233 martyrs d'Espagne (1936-1939)
Béatification:
11.03.2001 à Rome par Jean Paul II
Canonisation:
Fête: 22 septembre
Note: Prêtres, séminaristes, religieux et religieuses, laïcs, morts pour
leur foi au cours de la persécution religieuse qui a accompagné la Guerre
civile espagnole, entre 1936 et 1939. Ils viennent de 32 diocèses espagnols,
même si en majorité les causes ont été instruites à Valence, lieu de leur
martyre.
Réf. dans
l’Osservatore Romano: 2001 n.11 p.1.7.12 -
n.12 p.4-5
Réf. dans la Documentation Catholique: 2001 n.7 p.301-303
Notice brève
En béatifiant 233 martyrs de la guerre civile espagnole, morts entre
1936 et 1939, Jean Paul II a fait la béatification la plus nombreuse de
l'histoire de l'Église. Groupe varié comprenant des prêtres, des religieux et
des laïcs de plusieurs régions de l'Espagne, même si la plupart sont morts à
Valence.
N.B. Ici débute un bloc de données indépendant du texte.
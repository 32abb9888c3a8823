//! Title bar colours and where the accent comes from.
//!
//! [`Color`] parses and prints the `#rrggbb` strings used in settings.
//! An [`AccentColorSource`] reports the current accent and whether it
//! changed since the last poll. On Windows [`system_accent`] reads the DWM
//! colorization and watches the registry for updates. Elsewhere there is
//! no system accent.

use std::fmt;

#[derive(Debug, Clone, Copy, PartialEq, Eq, Hash)]
pub struct Color {
    pub r: u8,
    pub g: u8,
    pub b: u8,
    pub a: u8,
}

impl Color {
    pub const BLACK: Color = Color::rgb(0, 0, 0);
    pub const WHITE: Color = Color::rgb(0xff, 0xff, 0xff);
    pub const GRAY: Color = Color::rgb(0xa0, 0xa0, 0xa4);

    pub const fn rgb(r: u8, g: u8, b: u8) -> Self {
        Self { r, g, b, a: 0xff }
    }

    /// Decode a packed `0xAARRGGBB` value such as the DWM colorization color.
    pub const fn from_argb(value: u32) -> Self {
        Self {
            a: (value >> 24) as u8,
            r: (value >> 16) as u8,
            g: (value >> 8) as u8,
            b: value as u8,
        }
    }

    /// Parse `#rrggbb` or `#aarrggbb`; the leading `#` is optional.
    pub fn parse(value: &str) -> Option<Self> {
        let raw = value.trim().trim_start_matches('#');
        if !raw.chars().all(|c| c.is_ascii_hexdigit()) {
            return None;
        }
        let byte = |i: usize| u8::from_str_radix(&raw[i..i + 2], 16).ok();
        match raw.len() {
            6 => Some(Color::rgb(byte(0)?, byte(2)?, byte(4)?)),
            8 => Some(Color {
                a: byte(0)?,
                r: byte(2)?,
                g: byte(4)?,
                b: byte(6)?,
            }),
            _ => None,
        }
    }
}

impl fmt::Display for Color {
    fn fmt(&self, f: &mut fmt::Formatter<'_>) -> fmt::Result {
        if self.a == 0xff {
            write!(f, "#{:02x}{:02x}{:02x}", self.r, self.g, self.b)
        } else {
            write!(f, "#{:02x}{:02x}{:02x}{:02x}", self.a, self.r, self.g, self.b)
        }
    }
}

/// Source of the system accent color used for active title bars.
pub trait AccentColorSource {
    fn current(&self) -> Option<Color>;

    /// Returns `true` once per batch of change notifications since the last call.
    fn take_changed(&self) -> bool {
        false
    }
}

/// An accent that never changes.
#[derive(Debug, Clone, Copy)]
pub struct FixedAccent(pub Option<Color>);

impl AccentColorSource for FixedAccent {
    fn current(&self) -> Option<Color> {
        self.0
    }
}

/// The accent source for the current platform, if it has one.
pub fn system_accent() -> Option<Box<dyn AccentColorSource>> {
    #[cfg(windows)]
    {
        Some(Box::new(win32::DwmAccent::new()))
    }

    #[cfg(not(windows))]
    {
        None
    }
}

#[cfg(windows)]
pub mod win32 {
    use super::{AccentColorSource, Color};
    use anyhow::{anyhow, Result};
    use std::sync::mpsc::{channel, Receiver, TryRecvError};
    use std::thread::JoinHandle;
    use windows::core::{w, PCWSTR};
    use windows::Win32::Foundation::{CloseHandle, ERROR_SUCCESS, HANDLE, WAIT_OBJECT_0};
    use windows::Win32::System::Registry::{
        RegCloseKey, RegNotifyChangeKeyValue, RegOpenKeyExW, RegQueryValueExW, HKEY,
        HKEY_CURRENT_USER, KEY_NOTIFY, KEY_READ, REG_NOTIFY_CHANGE_LAST_SET,
    };
    use windows::Win32::System::Threading::{
        CreateEventW, SetEvent, WaitForMultipleObjects, INFINITE,
    };

    const DWM_KEY: PCWSTR = w!("SOFTWARE\\Microsoft\\Windows\\DWM");

    pub fn read_colorization_color() -> Option<Color> {
        unsafe {
            let mut key = HKEY::default();
            if RegOpenKeyExW(HKEY_CURRENT_USER, DWM_KEY, 0, KEY_READ, &mut key) != ERROR_SUCCESS {
                return None;
            }
            let mut value = 0u32;
            let mut size = std::mem::size_of::<u32>() as u32;
            let status = RegQueryValueExW(
                key,
                w!("ColorizationColor"),
                None,
                None,
                Some(&mut value as *mut u32 as *mut u8),
                Some(&mut size),
            );
            let _ = RegCloseKey(key);
            if status != ERROR_SUCCESS {
                return None;
            }
            Some(Color::from_argb(value))
        }
    }

    /// Watches the DWM registry key from a background thread and reports
    /// changes over a channel drained on the UI thread.
    struct RegistryWatcher {
        changes: Receiver<()>,
        stop_event: isize,
        thread: Option<JoinHandle<()>>,
    }

    impl RegistryWatcher {
        fn start() -> Result<Self> {
            let (change_tx, change_rx) = channel::<()>();
            let (ready_tx, ready_rx) = channel::<Result<isize>>();
            let thread = std::thread::Builder::new()
                .name("dwm-accent-watcher".to_string())
                .spawn(move || unsafe {
                    let mut key = HKEY::default();
                    if RegOpenKeyExW(HKEY_CURRENT_USER, DWM_KEY, 0, KEY_NOTIFY, &mut key)
                        != ERROR_SUCCESS
                    {
                        let _ = ready_tx.send(Err(anyhow!("unable to open DWM key for notify")));
                        return;
                    }
                    let events = CreateEventW(None, false, false, PCWSTR::null()).and_then(
                        |change| {
                            CreateEventW(None, true, false, PCWSTR::null())
                                .map(|stop| (change, stop))
                        },
                    );
                    let (change, stop) = match events {
                        Ok(events) => events,
                        Err(err) => {
                            let _ = RegCloseKey(key);
                            let _ = ready_tx.send(Err(anyhow!("CreateEventW failed: {err}")));
                            return;
                        }
                    };
                    let _ = ready_tx.send(Ok(stop.0 as isize));
                    loop {
                        if RegNotifyChangeKeyValue(key, false, REG_NOTIFY_CHANGE_LAST_SET, change, true)
                            != ERROR_SUCCESS
                        {
                            tracing::warn!("accent watcher could not re-arm registry notification");
                            break;
                        }
                        let signalled = WaitForMultipleObjects(&[change, stop], false, INFINITE);
                        if signalled != WAIT_OBJECT_0 {
                            break;
                        }
                        if change_tx.send(()).is_err() {
                            break;
                        }
                    }
                    let _ = CloseHandle(change);
                    let _ = CloseHandle(stop);
                    let _ = RegCloseKey(key);
                })
                .map_err(|err| anyhow!("failed to spawn accent watcher thread: {err}"))?;

            let stop_event = ready_rx
                .recv()
                .map_err(|_| anyhow!("accent watcher exited during start-up"))??;
            Ok(Self {
                changes: change_rx,
                stop_event,
                thread: Some(thread),
            })
        }

        fn take_changed(&self) -> bool {
            let mut changed = false;
            loop {
                match self.changes.try_recv() {
                    Ok(()) => changed = true,
                    Err(TryRecvError::Empty) | Err(TryRecvError::Disconnected) => break,
                }
            }
            changed
        }
    }

    impl Drop for RegistryWatcher {
        fn drop(&mut self) {
            unsafe {
                let _ = SetEvent(HANDLE(self.stop_event as *mut core::ffi::c_void));
            }
            if let Some(thread) = self.thread.take() {
                let _ = thread.join();
            }
        }
    }

    /// DWM colorization color with live updates when the watcher could start.
    pub struct DwmAccent {
        watcher: Option<RegistryWatcher>,
    }

    impl DwmAccent {
        pub fn new() -> Self {
            let watcher = match RegistryWatcher::start() {
                Ok(watcher) => Some(watcher),
                Err(err) => {
                    tracing::warn!(error = %err, "live accent color updates unavailable");
                    None
                }
            };
            Self { watcher }
        }
    }

    impl AccentColorSource for DwmAccent {
        fn current(&self) -> Option<Color> {
            read_colorization_color()
        }

        fn take_changed(&self) -> bool {
            self.watcher
                .as_ref()
                .map(RegistryWatcher::take_changed)
                .unwrap_or(false)
        }
    }
}
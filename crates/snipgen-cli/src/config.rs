//! Application configuration.
//!
//! [`AppConfig`] is loaded once at startup and passed down by value. The
//! CLI layer owns config; the core crate never sees it.
//!
//! # Resolution order (highest priority first)
//!
//! 1. CLI flags (handled at the call-site, not here)
//! 2. Environment variables: `SNIPGEN__<SECTION>__<KEY>`, e.g.
//!    `SNIPGEN__DEFAULTS__SCOPE=javascript,typescript`
//! 3. Config file: `--config FILE`, or `./.snipgen.toml` layered over the
//!    platform config file
//! 4. Built-in defaults (always present)

use std::path::{Path, PathBuf};

use anyhow::Context as _;
use serde::{Deserialize, Serialize};
use tracing::debug;

/// File name used by `snipgen init --local`.
pub const LOCAL_CONFIG: &str = ".snipgen.toml";

const ENV_PREFIX: &str = "SNIPGEN";

/// Application configuration.
#[derive(Debug, Clone, Default, PartialEq, Serialize, Deserialize)]
#[serde(default)]
pub struct AppConfig {
    /// Values applied when the form leaves a field empty.
    pub defaults: Defaults,
    /// Output settings.
    pub output: OutputConfig,
    /// Clipboard settings.
    pub clipboard: ClipboardConfig,
}

#[derive(Debug, Clone, Default, PartialEq, Serialize, Deserialize)]
#[serde(default)]
pub struct Defaults {
    /// Scope used when neither the form nor `--scope` names one.
    pub scope: Vec<String>,
}

#[derive(Debug, Clone, PartialEq, Serialize, Deserialize)]
#[serde(default)]
pub struct OutputConfig {
    pub no_color: bool,
    /// `auto`, `human`, `plain` or `json`; used when `--output-format` is auto.
    pub format: String,
}

impl Default for OutputConfig {
    fn default() -> Self {
        Self {
            no_color: false,
            format: "auto".into(),
        }
    }
}

#[derive(Debug, Clone, PartialEq, Serialize, Deserialize)]
#[serde(default)]
pub struct ClipboardConfig {
    /// How long the "copied" acknowledgement stays up, in milliseconds.
    pub acknowledge_ms: u64,
    /// How long `snipgen copy` keeps serving the clipboard on Linux before
    /// exiting, in milliseconds. Returns early once another application or
    /// a clipboard manager takes the contents. `0` disables the hold.
    pub hold_ms: u64,
}

impl Default for ClipboardConfig {
    fn default() -> Self {
        Self {
            acknowledge_ms: snipgen_core::application::DEFAULT_ACKNOWLEDGE.as_millis() as u64,
            hold_ms: 10_000,
        }
    }
}

impl AppConfig {
    /// Load configuration from files and the environment over the defaults.
    ///
    /// `config_file` is the path passed via `--config`. When given it must
    /// exist and replaces both default locations.
    pub fn load(config_file: Option<&PathBuf>) -> anyhow::Result<Self> {
        let mut builder = config::Config::builder();

        builder = match config_file {
            Some(path) => builder.add_source(toml_file(path, true)),
            None => builder
                .add_source(toml_file(&Self::config_path(), false))
                .add_source(toml_file(Path::new(LOCAL_CONFIG), false)),
        };

        let settings = builder
            .add_source(
                config::Environment::with_prefix(ENV_PREFIX)
                    .prefix_separator("__")
                    .separator("__")
                    .try_parsing(true)
                    .list_separator(",")
                    .with_list_parse_key("defaults.scope"),
            )
            .build()
            .context("Failed to read configuration")?;

        let config: Self = settings
            .try_deserialize()
            .context("Invalid configuration values")?;

        debug!(?config, "Configuration loaded");
        Ok(config)
    }

    /// Path to the platform configuration file.
    ///
    /// Uses `directories::ProjectDirs` for cross-platform correctness,
    /// falling back to `.snipgen.toml` in the current directory.
    pub fn config_path() -> PathBuf {
        directories::ProjectDirs::from("com", "snipgen", "snipgen")
            .map(|d| d.config_dir().join("config.toml"))
            .unwrap_or_else(|| PathBuf::from(LOCAL_CONFIG))
    }

    /// The file `config path` reports: the local file when present.
    pub fn active_path(config_file: Option<&PathBuf>) -> PathBuf {
        if let Some(path) = config_file {
            return path.clone();
        }
        let local = PathBuf::from(LOCAL_CONFIG);
        if local.is_file() { local } else { Self::config_path() }
    }
}

fn toml_file(path: &Path, required: bool) -> config::File<config::FileSourceFile, config::FileFormat> {
    config::File::new(&path.to_string_lossy(), config::FileFormat::Toml).required(required)
}
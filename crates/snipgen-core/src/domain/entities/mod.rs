pub mod form;
pub mod snippet;

pub use form::*;
pub use snippet::*;
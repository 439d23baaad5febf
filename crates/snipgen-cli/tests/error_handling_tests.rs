//! Tests for exit codes and error suggestions.

use assert_cmd::Command;
use predicates::prelude::*;
use tempfile::TempDir;

fn snipgen(dir: &TempDir) -> Command {
    let mut cmd = Command::cargo_bin("snipgen").unwrap();
    cmd.current_dir(dir.path())
        .env("HOME", dir.path())
        .env("XDG_CONFIG_HOME", dir.path().join("xdg"));
    cmd
}

#[test]
fn help_exits_zero() {
    let dir = TempDir::new().unwrap();
    snipgen(&dir)
        .arg("--help")
        .assert()
        .success()
        .stdout(predicate::str::contains("render"))
        .stdout(predicate::str::contains("scopes"));
}

#[test]
fn version_flag() {
    let dir = TempDir::new().unwrap();
    snipgen(&dir)
        .arg("--version")
        .assert()
        .success()
        .stdout(predicate::str::contains(env!("CARGO_PKG_VERSION")));
}

#[test]
fn argument_errors_exit_two() {
    let dir = TempDir::new().unwrap();
    snipgen(&dir)
        .args(["--quiet", "--verbose", "scopes"])
        .assert()
        .code(2);

    snipgen(&dir)
        .args(["render", "-b", "x", "--body-file", "y"])
        .assert()
        .code(2);
}

#[test]
fn missing_form_file_is_not_found() {
    let dir = TempDir::new().unwrap();
    snipgen(&dir)
        .args(["render", "--from", "absent.toml"])
        .assert()
        .code(3)
        .stderr(predicate::str::contains("File not found"));
}

#[test]
fn malformed_form_file_is_user_error() {
    let dir = TempDir::new().unwrap();
    std::fs::write(dir.path().join("bad.toml"), "name = ").unwrap();

    snipgen(&dir)
        .args(["render", "--from", "bad.toml"])
        .assert()
        .code(2)
        .stderr(predicate::str::contains("Cannot load form"))
        .stderr(predicate::str::contains("Suggestions:"));
}

#[test]
fn missing_config_file_is_configuration_error() {
    let dir = TempDir::new().unwrap();
    snipgen(&dir)
        .args(["--config", "nope.toml", "scopes"])
        .assert()
        .code(4);
}

#[test]
fn unknown_config_key_is_configuration_error() {
    let dir = TempDir::new().unwrap();
    snipgen(&dir)
        .args(["config", "get", "defaults.lang"])
        .assert()
        .code(4)
        .stderr(predicate::str::contains("Unknown config key"));
}

#[test]
fn interactive_without_terminal_is_rejected() {
    let dir = TempDir::new().unwrap();
    snipgen(&dir)
        .args(["render", "-i"])
        .write_stdin("")
        .assert()
        .failure();
}
//! Wall-clock adapter.

use std::time::Instant;

use snipgen_core::application::ports::Clock;

/// Production clock backed by [`Instant::now`].
#[derive(Debug, Clone, Copy, Default)]
pub struct SystemClock;

impl SystemClock {
    pub fn new() -> Self {
        Self
    }
}

impl Clock for SystemClock {
    fn now(&self) -> Instant {
        Instant::now()
    }
}

#[cfg(test)]
mod tests {
    use super::*;

    #[test]
    fn now_is_monotonic() {
        let clock = SystemClock::new();
        let a = clock.now();
        let b = clock.now();
        assert!(b >= a);
    }
}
Ils ne faisaient pas de politique et furent vraiment tués en haine de
la foi. Chaque cas a été examiné individuellement. Ils ont tous mené une vie
sainte que le martyre a couronnée. De tous on peut dire qu' "ils ont vécu
en aimant et sont morts en pardonnant". Fait émouvant dans cette
béatification: la présence de nombreux témoins de l'époque dont certains
appartenaient à la famille des martyrs.
Notice développée
Une béatification record
Fruit du grand Jubilé de l'An 2000, cette béatification du
11 mars 2001 est la première du nouveau siècle et du nouveau millénaire. Jamais
autant de serviteurs de Dieu n'ont été béatifiés à la fois. (Il faut remonter à
Pie IX, en 1867, pour avoir la béatification de 205 martyrs du Japon.) Chaque
cause a été étudiée individuellement. Chacun de ces martyrs avait déjà mené une
vie sainte digne de béatification avant que le martyr ne vienne couronner leur
carrière. L'Église de Valence, suivie par celles de Barcelone et de Lérida, a
commencé à instruire les procès de béatification depuis 50 ans déjà. Une masse
de documents a été recueillie.
Avant cette béatification, Jean Paul II avait déjà célébré 10
béatifications pour des martyrs de la guerre civile espagnole, soit, avec ceux
de ce jour, 471 martyrs. A savoir: 4 évêques, 43 prêtres séculiers, 379
religieux, 45 laïcs.
Cadre historique
Après une éphémère première République (1873-74), la royauté espagnole
est à nouveau abolie en 1931 avec l’instauration de la seconde République. Elle
commence sous de bonnes augures et beaucoup de catholiques s’y rallient, mais
les hostilités avec la religion s’ouvrent en 1933 après des élections
favorables à la gauche. C’est d’abord une politique de laïcité absolue qui tend
à éradiquer le christianisme de la nation espagnole : interdiction aux
religieux de faire “aucun commerce, aucune industrie, aucun enseignement”,
suppression des jésuites, approbation du divorce, crucifix retirés des classes.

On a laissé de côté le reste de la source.